OBJECTIVE : Investigation of the diagnostic yield of urine-based tuberculosis (TB) screening in patients with advanced HIV disease.
DESIGN : A cross-sectional screening study
SETTING : HIV outpatient clinics and wards at two hospitals in Johannesburg, South Africa, between June 2015 and October 2017.
PARTICIPANTS : Two hundred and one patients living with advanced HIV disease (CD4+ T-lymphocytes <100 cells/μl) attending healthcare facilities following cryptococcal antigen (CrAg) screening.
INTERVENTION : Screening for TB using sputum for microscopy, culture, and Xpert MTB/Rif and urine for lipoarabinomannan (LAM) and Xpert Ultra.
MAIN OUTCOME MEASURES : Proportion of positive results using each testing modality, sensitivity, and specificity of urine-based testing compared with culture, and survival outcomes during 6 months follow up.
RESULTS : Urine was obtained from 177 of 181 (98%) participants and sputum from 91 (50%). Urine-based screening increased same-day diagnostic yield from 7 (4%) to 31 (17%). A positive urine test with either LAM or Xpert Ultra had 100% sensitivity (95% confidence interval, 59–100%) for detecting culture-positive TB at any site. Patients with newly diagnosed TB on urine-based screening were initiated on treatment and did not have excess mortality compared with the remainder of the cohort.

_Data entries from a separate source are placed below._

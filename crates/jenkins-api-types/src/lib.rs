//! Jenkins API Types
//!
//! Defines the JSON resources returned by a Jenkins server's REST API
//! for fingerprint lookups, plus the MD5 digests Jenkins uses as
//! fingerprint ids.

pub mod digest;
pub mod error;
pub mod fingerprint;

pub use digest::{fingerprint_of_file, md5_hex, md5_reader};
pub use error::IdError;
pub use fingerprint::{
    BuildNumber, BuildRange, FingerprintData, FingerprintId, OriginalBuild, RangeSet, UsageEntry,
};

/// Path segment under the server root that holds fingerprint records.
pub const FINGERPRINT_SEGMENT: &str = "fingerprint";

/// Suffix appended to a resource URL to reach its JSON representation.
pub const JSON_API_SUFFIX: &str = "api/json";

CONCLUSION : Urine is an easily obtainable sample with utility for detecting TB in patients with advanced HIV disease. Combining urine and sputum-based screening in this population facilitates additional same-day TB diagnoses and early treatment initiation, potentially reducing the risk of TB-related mortality. Urine-based as well as sputum-based screening for TB should be integrated with CrAg screening in patients living with advanced HIV disease.